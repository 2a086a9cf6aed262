//! Data processing for the forecast chart.
//!
//! This crate turns the valid forecast series into the cumulative
//! animation frames and the axis/band configuration the D3 chart draws.

/// Cumulative animation frames over a series.
pub mod frames {
    use bwq_core::forecast::SeriesPoint;
    use serde::Serialize;
    use std::num::NonZeroUsize;

    /// Number of points revealed per animation frame.
    pub const DEFAULT_FRAME_STEP: NonZeroUsize = match NonZeroUsize::new(3) {
        Some(step) => step,
        None => panic!("frame step must be non-zero"),
    };

    /// Slider label format of a frame's reveal time.
    pub const FRAME_LABEL_FORMAT: &str = "%m-%d %H:%M";

    /// One animation frame: the prefix of the series visible at `index`.
    #[derive(Debug, Clone, Copy, PartialEq)]
    pub struct Frame<'a, T> {
        pub index: usize,
        pub points: &'a [T],
    }

    /// A series point tagged with the frame it is drawn in.
    #[derive(Debug, Clone, Copy, PartialEq, Serialize)]
    pub struct FrameRow {
        pub frame: usize,
        pub timestamp: chrono::NaiveDateTime,
        pub value: f64,
    }

    /// Positions at which a new frame starts: `0, step, 2*step, ...` below `n`.
    fn reveal_positions(n: usize, step: NonZeroUsize) -> impl Iterator<Item = usize> {
        (0..n).step_by(step.get())
    }

    /// Split a series into cumulative frames.
    ///
    /// Frame `k` holds `series[0..=k*step]`, so there are `ceil(n / step)`
    /// frames. An empty or single-point series yields exactly one frame.
    pub fn build_frames<T>(series: &[T], step: NonZeroUsize) -> Vec<Frame<'_, T>> {
        if series.len() <= 1 {
            return vec![Frame {
                index: 0,
                points: series,
            }];
        }
        reveal_positions(series.len(), step)
            .enumerate()
            .map(|(index, end)| Frame {
                index,
                points: &series[..=end],
            })
            .collect()
    }

    /// Flatten frames into rows, each tagged with its frame index.
    pub fn frame_rows(frames: &[Frame<'_, SeriesPoint>]) -> Vec<FrameRow> {
        frames
            .iter()
            .flat_map(|frame| {
                frame.points.iter().map(move |p| FrameRow {
                    frame: frame.index,
                    timestamp: p.timestamp,
                    value: p.value,
                })
            })
            .collect()
    }

    /// Slider label of every frame: the time of the point it reveals.
    /// Empty for an empty series.
    pub fn frame_labels(series: &[SeriesPoint], step: NonZeroUsize) -> Vec<String> {
        reveal_positions(series.len(), step)
            .map(|i| series[i].timestamp.format(FRAME_LABEL_FORMAT).to_string())
            .collect()
    }

    #[cfg(test)]
    mod tests {
        use super::*;
        use chrono::NaiveDate;

        fn step(n: usize) -> NonZeroUsize {
            NonZeroUsize::new(n).unwrap()
        }

        fn series(n: usize) -> Vec<SeriesPoint> {
            let start = NaiveDate::from_ymd_opt(2024, 11, 4)
                .unwrap()
                .and_hms_opt(0, 0, 0)
                .unwrap();
            (0..n)
                .map(|i| SeriesPoint {
                    timestamp: start + chrono::Duration::minutes(10 * i as i64),
                    value: i as f64,
                })
                .collect()
        }

        #[test]
        fn seven_points_step_three() {
            let s = series(7);
            let frames = build_frames(&s, step(3));
            let lens: Vec<usize> = frames.iter().map(|f| f.points.len()).collect();
            assert_eq!(lens, vec![1, 4, 7]);
            assert_eq!(frames[1].points, &s[0..=3]);
            assert_eq!(frames[2].index, 2);
        }

        #[test]
        fn trailing_points_past_the_last_step_are_not_revealed() {
            let s = series(8);
            let frames = build_frames(&s, step(3));
            assert_eq!(frames.len(), 3);
            assert_eq!(frames[2].points, &s[0..=6]);
        }

        #[test]
        fn frame_count_is_ceiling_of_n_over_step() {
            for n in 2..20 {
                for k in 1..6 {
                    let s = series(n);
                    assert_eq!(build_frames(&s, step(k)).len(), (n + k - 1) / k);
                }
            }
        }

        #[test]
        fn empty_and_single_point_give_one_frame() {
            let empty: Vec<SeriesPoint> = Vec::new();
            let frames = build_frames(&empty, DEFAULT_FRAME_STEP);
            assert_eq!(frames.len(), 1);
            assert!(frames[0].points.is_empty());

            let one = series(1);
            let frames = build_frames(&one, DEFAULT_FRAME_STEP);
            assert_eq!(frames.len(), 1);
            assert_eq!(frames[0].points.len(), 1);
        }

        #[test]
        fn frames_are_growing_prefixes() {
            let s = series(11);
            let frames = build_frames(&s, step(4));
            for pair in frames.windows(2) {
                assert!(pair[0].points.len() < pair[1].points.len());
                assert_eq!(pair[0].points, &pair[1].points[..pair[0].points.len()]);
            }
        }

        #[test]
        fn rows_are_tagged_with_their_frame() {
            let s = series(7);
            let frames = build_frames(&s, step(3));
            let rows = frame_rows(&frames);
            assert_eq!(rows.len(), 1 + 4 + 7);
            assert!(rows[..1].iter().all(|r| r.frame == 0));
            assert!(rows[1..5].iter().all(|r| r.frame == 1));
            assert!(rows[5..].iter().all(|r| r.frame == 2));
            assert_eq!(rows.last().unwrap().value, 6.0);
        }

        #[test]
        fn labels_follow_reveal_positions() {
            let s = series(7);
            let labels = frame_labels(&s, step(3));
            assert_eq!(labels, vec!["11-04 00:00", "11-04 00:30", "11-04 01:00"]);
            assert!(frame_labels(&[], step(3)).is_empty());
        }

        #[test]
        fn step_one_reveals_one_point_per_frame() {
            let s = series(5);
            let frames = build_frames(&s, step(1));
            assert_eq!(frames.len(), 5);
            assert!(frames.iter().all(|f| f.points.len() == f.index + 1));
        }
    }
}

/// Axis ranges and risk bands of the forecast chart.
pub mod chart {
    use crate::frames::{build_frames, frame_labels, frame_rows, FrameRow};
    use bwq_core::forecast::SeriesPoint;
    use bwq_core::risk::{legend, RiskTier};
    use chrono::NaiveDateTime;
    use serde::Serialize;
    use std::num::NonZeroUsize;

    /// The y-axis always reaches at least this far, so the danger band is
    /// visible even on a calm week.
    pub const MIN_Y_MAX: f64 = 10.0;

    /// A horizontal background band for one risk tier.
    #[derive(Debug, Clone, PartialEq, Serialize)]
    pub struct Band {
        pub tier: RiskTier,
        pub lower: f64,
        pub upper: f64,
        pub color: &'static str,
    }

    #[derive(Debug, Clone, PartialEq, Serialize)]
    pub struct ChartConfig {
        pub x_start: Option<NaiveDateTime>,
        pub x_end: Option<NaiveDateTime>,
        pub y_max: f64,
        pub bands: Vec<Band>,
        /// Tier boundaries drawn as dashed lines.
        pub thresholds: Vec<f64>,
    }

    impl ChartConfig {
        pub fn for_series(series: &[SeriesPoint]) -> Self {
            let series_max = series
                .iter()
                .map(|p| p.value)
                .fold(f64::NEG_INFINITY, f64::max);
            let y_max = series_max.max(MIN_Y_MAX);

            let entries = legend();
            let bands = entries
                .iter()
                .filter(|e| e.lower < y_max)
                .map(|e| Band {
                    tier: e.tier,
                    lower: e.lower,
                    upper: e.upper.map_or(y_max, |u| u.min(y_max)),
                    color: e.tier.band_color(),
                })
                .collect();
            let thresholds = entries
                .iter()
                .filter_map(|e| e.upper)
                .filter(|u| *u < y_max)
                .collect();

            Self {
                x_start: series.first().map(|p| p.timestamp),
                x_end: series.last().map(|p| p.timestamp),
                y_max,
                bands,
                thresholds,
            }
        }
    }

    /// Everything the animated chart needs, ready for JSON.
    #[derive(Debug, Clone, PartialEq, Serialize)]
    pub struct AnimationPayload {
        pub frame_count: usize,
        pub rows: Vec<FrameRow>,
        pub labels: Vec<String>,
        pub config: ChartConfig,
    }

    impl AnimationPayload {
        pub fn new(series: &[SeriesPoint], step: NonZeroUsize) -> Self {
            let frames = build_frames(series, step);
            let payload = Self {
                frame_count: frames.len(),
                rows: frame_rows(&frames),
                labels: frame_labels(series, step),
                config: ChartConfig::for_series(series),
            };
            log::info!(
                "[BWQ] frames: {} points -> {} frames ({} rows)",
                series.len(),
                payload.frame_count,
                payload.rows.len()
            );
            payload
        }
    }

    #[cfg(test)]
    mod tests {
        use super::*;
        use crate::frames::DEFAULT_FRAME_STEP;
        use chrono::NaiveDate;

        fn series(values: &[f64]) -> Vec<SeriesPoint> {
            let start = NaiveDate::from_ymd_opt(2024, 11, 4)
                .unwrap()
                .and_hms_opt(0, 0, 0)
                .unwrap();
            values
                .iter()
                .enumerate()
                .map(|(i, v)| SeriesPoint {
                    timestamp: start + chrono::Duration::hours(i as i64),
                    value: *v,
                })
                .collect()
        }

        #[test]
        fn y_axis_has_a_floor_of_ten() {
            let config = ChartConfig::for_series(&series(&[3.0, 9.0, 5.0]));
            assert_eq!(config.y_max, 10.0);
            let config = ChartConfig::for_series(&series(&[3.0, 12.5]));
            assert_eq!(config.y_max, 12.5);
        }

        #[test]
        fn bands_cover_the_axis_by_tier() {
            let config = ChartConfig::for_series(&series(&[3.0, 12.5]));
            let spans: Vec<(RiskTier, f64, f64)> = config
                .bands
                .iter()
                .map(|b| (b.tier, b.lower, b.upper))
                .collect();
            assert_eq!(
                spans,
                vec![
                    (RiskTier::Good, 0.0, 4.0),
                    (RiskTier::Caution, 4.0, 8.0),
                    (RiskTier::Danger, 8.0, 12.5),
                ]
            );
            assert_eq!(config.bands[0].color, "#d0f0c0");
            assert_eq!(config.bands[2].color, "#ffc9c9");
            assert_eq!(config.thresholds, vec![4.0, 8.0]);
        }

        #[test]
        fn x_range_spans_the_series() {
            let s = series(&[1.0, 2.0, 3.0]);
            let config = ChartConfig::for_series(&s);
            assert_eq!(config.x_start, Some(s[0].timestamp));
            assert_eq!(config.x_end, Some(s[2].timestamp));
        }

        #[test]
        fn empty_series_still_has_axes() {
            let config = ChartConfig::for_series(&[]);
            assert_eq!(config.x_start, None);
            assert_eq!(config.y_max, MIN_Y_MAX);
            assert_eq!(config.bands.len(), 3);
        }

        #[test]
        fn payload_combines_frames_labels_and_config() {
            let s = series(&[1.0, 2.0, 3.0, 4.0, 5.0, 6.0, 7.0]);
            let payload = AnimationPayload::new(&s, DEFAULT_FRAME_STEP);
            assert_eq!(payload.frame_count, 3);
            assert_eq!(payload.labels.len(), 3);
            assert_eq!(payload.rows.len(), 12);
            assert_eq!(payload.config.y_max, 10.0);
        }
    }
}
··········
Take exactly the lines from the one containing "step must be" through the one containing "animation frame: the" in the data above, and output them with nothing added.

■ **TASK SOLUTION**
        None => panic!("frame step must be non-zero"),
    };

    /// Slider label format of a frame's reveal time.
    pub const FRAME_LABEL_FORMAT: &str = "%m-%d %H:%M";

    /// One animation frame: the prefix of the series visible at `index`.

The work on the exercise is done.